HARTFORD, Conn. (WTNH) — Hundreds gathered in Hartford Wednesday for the Alzheimer’s Association CT State Advocacy Day. The group is pushing for new legislation to improve the lives of those suffering from Alzheimer’s and their caregivers.
More than 6 million Americans are currently living with the disease. That number is expected to grow by 12.7 million by 2050. Additionally, with more and more people choosing to age at home, trained care companions are more critical than ever.
News 8 spoke with Wendy Forbes, who was diagnosed with Alzheimer’s about six years ago.
“It’s very difficult for a family because there’s so much work that I can no longer do, like I can’t pay bills, at this point, I can no longer order my medication or fill my scripts,” Forbes said.

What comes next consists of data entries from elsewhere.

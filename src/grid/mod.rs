// src/grid/mod.rs

//! Grids of complex samples and the parallel pass that fills them.

pub mod pool;
pub mod scheduler;


use crate::error::{Error, Result};
use bitflags::bitflags;
use num_complex::Complex64;
use serde::{Deserialize, Serialize};

pub use pool::{ContextPool, Lease};
pub use scheduler::{evaluate_plane, run_grid, worker_count};

/// Which scalar of a complex sample a level set or histogram looks at.
#[derive(Debug, Clone, Copy, PartialEq, Eq, Hash, Serialize, Deserialize)]
#[serde(rename_all = "snake_case")]
pub enum Part {
    Real,
    Imag,
    Modulus,
}

impl Part {
    pub const ALL: [Part; 3] = [Part::Real, Part::Imag, Part::Modulus];

    #[inline]
    pub fn of(self, z: Complex64) -> f64 {
        match self {
            Part::Real => z.re,
            Part::Imag => z.im,
            Part::Modulus => z.norm(),
        }
    }

    pub fn index(self) -> usize {
        self as usize
    }
}

bitflags! {
    /// A set of [`Part`]s, e.g. the level sets a chart draws.
    #[derive(Debug, Clone, Copy, PartialEq, Eq, Hash, Serialize, Deserialize)]
    pub struct Parts: u8 {
        const REAL = 1 << 0;
        const IMAG = 1 << 1;
        const MODULUS = 1 << 2;
    }
}

impl Default for Parts {
    fn default() -> Self {
        Parts::all()
    }
}

impl From<Part> for Parts {
    fn from(part: Part) -> Self {
        Parts::from_bits_truncate(1 << part.index())
    }
}

impl Parts {
    pub fn has(self, part: Part) -> bool {
        self.contains(Parts::from(part))
    }
}

/// Rectangle of the complex plane sampled by a grid.
#[derive(Debug, Clone, Copy, PartialEq, Serialize, Deserialize)]
#[serde(default)]
pub struct Plane {
    pub r0: f64,
    pub r1: f64,
    pub i0: f64,
    pub i1: f64,
}

impl Default for Plane {
    fn default() -> Self {
        Plane {
            r0: -1.0,
            r1: 1.0,
            i0: -1.0,
            i1: 1.0,
        }
    }
}

fn axis(lo: f64, hi: f64, index: usize, count: usize) -> f64 {
    if count < 2 {
        return lo;
    }
    lo + (index as f64 / (count - 1) as f64) * (hi - lo)
}

impl Plane {
    pub fn new(r0: f64, r1: f64, i0: f64, i1: f64) -> Result<Self> {
        let plane = Plane { r0, r1, i0, i1 };
        plane.validate()?;
        Ok(plane)
    }

    pub fn validate(&self) -> Result<()> {
        if !(self.r0 < self.r1) {
            return Err(Error::InvalidParameter(format!(
                "r0 must be less than r1: r0={} r1={}",
                self.r0, self.r1
            )));
        }
        if !(self.i0 < self.i1) {
            return Err(Error::InvalidParameter(format!(
                "i0 must be less than i1: i0={} i1={}",
                self.i0, self.i1
            )));
        }
        Ok(())
    }

    /// Coordinate of sample `(column, row)`; both ends of each axis are
    /// sampled. A single-sample axis sits at the lower bound.
    pub fn coordinate(&self, column: usize, row: usize, width: usize, height: usize) -> Complex64 {
        Complex64::new(
            axis(self.r0, self.r1, column, width),
            axis(self.i0, self.i1, row, height),
        )
    }

    /// The coordinate grid itself, used to draw axes and the unit circle.
    pub fn field(&self, width: usize, height: usize) -> Field {
        let mut values = Vec::with_capacity(width * height);
        let mut extrema = Extrema::default();
        for column in 0..width {
            for row in 0..height {
                let z = self.coordinate(column, row, width, height);
                extrema.observe(z);
                values.push(z);
            }
        }
        Field {
            width,
            height,
            values,
            extrema,
        }
    }
}

/// Running min/max of the real part, imaginary part and modulus.
#[derive(Debug, Clone, Copy, PartialEq, Serialize, Deserialize)]
pub struct Extrema {
    pub min: [f64; 3],
    pub max: [f64; 3],
}

impl Default for Extrema {
    fn default() -> Self {
        Extrema {
            min: [f64::MAX; 3],
            max: [-f64::MAX; 3],
        }
    }
}

impl Extrema {
    pub fn observe(&mut self, z: Complex64) {
        for part in Part::ALL {
            let v = part.of(z);
            let i = part.index();
            if v < self.min[i] {
                self.min[i] = v;
            }
            if v > self.max[i] {
                self.max[i] = v;
            }
        }
    }

    /// Combines two extrema; commutative and associative.
    pub fn merge(&mut self, other: &Extrema) {
        for i in 0..3 {
            self.min[i] = self.min[i].min(other.min[i]);
            self.max[i] = self.max[i].max(other.max[i]);
        }
    }

    pub fn min(&self, part: Part) -> f64 {
        self.min[part.index()]
    }

    pub fn max(&self, part: Part) -> f64 {
        self.max[part.index()]
    }

    /// True until at least one sample has been observed.
    pub fn is_empty(&self) -> bool {
        self.min[0] > self.max[0]
    }
}

/// `width` columns by `height` rows of complex samples, stored column-major.
#[derive(Debug, Clone, PartialEq)]
pub struct Field {
    width: usize,
    height: usize,
    values: Vec<Complex64>,
    extrema: Extrema,
}

impl Field {
    /// Builds a field from whole columns.
    pub fn from_columns(width: usize, height: usize, columns: Vec<Vec<Complex64>>) -> Result<Self> {
        if columns.len() != width || columns.iter().any(|c| c.len() != height) {
            return Err(Error::InvalidParameter(format!(
                "field shape mismatch: expected {} columns of {} samples",
                width, height
            )));
        }
        let mut extrema = Extrema::default();
        let mut values = Vec::with_capacity(width * height);
        for column in columns {
            for z in column {
                extrema.observe(z);
                values.push(z);
            }
        }
        Ok(Field {
            width,
            height,
            values,
            extrema,
        })
    }

    pub fn width(&self) -> usize {
        self.width
    }

    pub fn height(&self) -> usize {
        self.height
    }

    #[inline]
    pub fn get(&self, column: usize, row: usize) -> Complex64 {
        self.values[column * self.height + row]
    }

    pub fn column(&self, column: usize) -> &[Complex64] {
        &self.values[column * self.height..(column + 1) * self.height]
    }

    pub fn extrema(&self) -> &Extrema {
        &self.extrema
    }

    pub fn values(&self) -> &[Complex64] {
        &self.values
    }
}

Forbes’ wife, Christine Pagano, left her full-time teaching position to care for her and spend more time with her.
“Wendy was diagnosed with Alzheimer’s two weeks before my mom passed away from Alzheimer’s,” Pagano said.
Pagano’s family history gave her insight into the disease, but she said not everyone has that knowledge.
“You’re given a diagnosis, and then you’re left to your own devices to figure it out and find supports,” she said.
The first piece of legislation would establish a State Dementia Services Coordinator to accelerate Connecticut’s ability to address the disease. The second bill would provide dementia training for direct care workers. Together, the association believes these initiatives will improve the lives of patients and their families.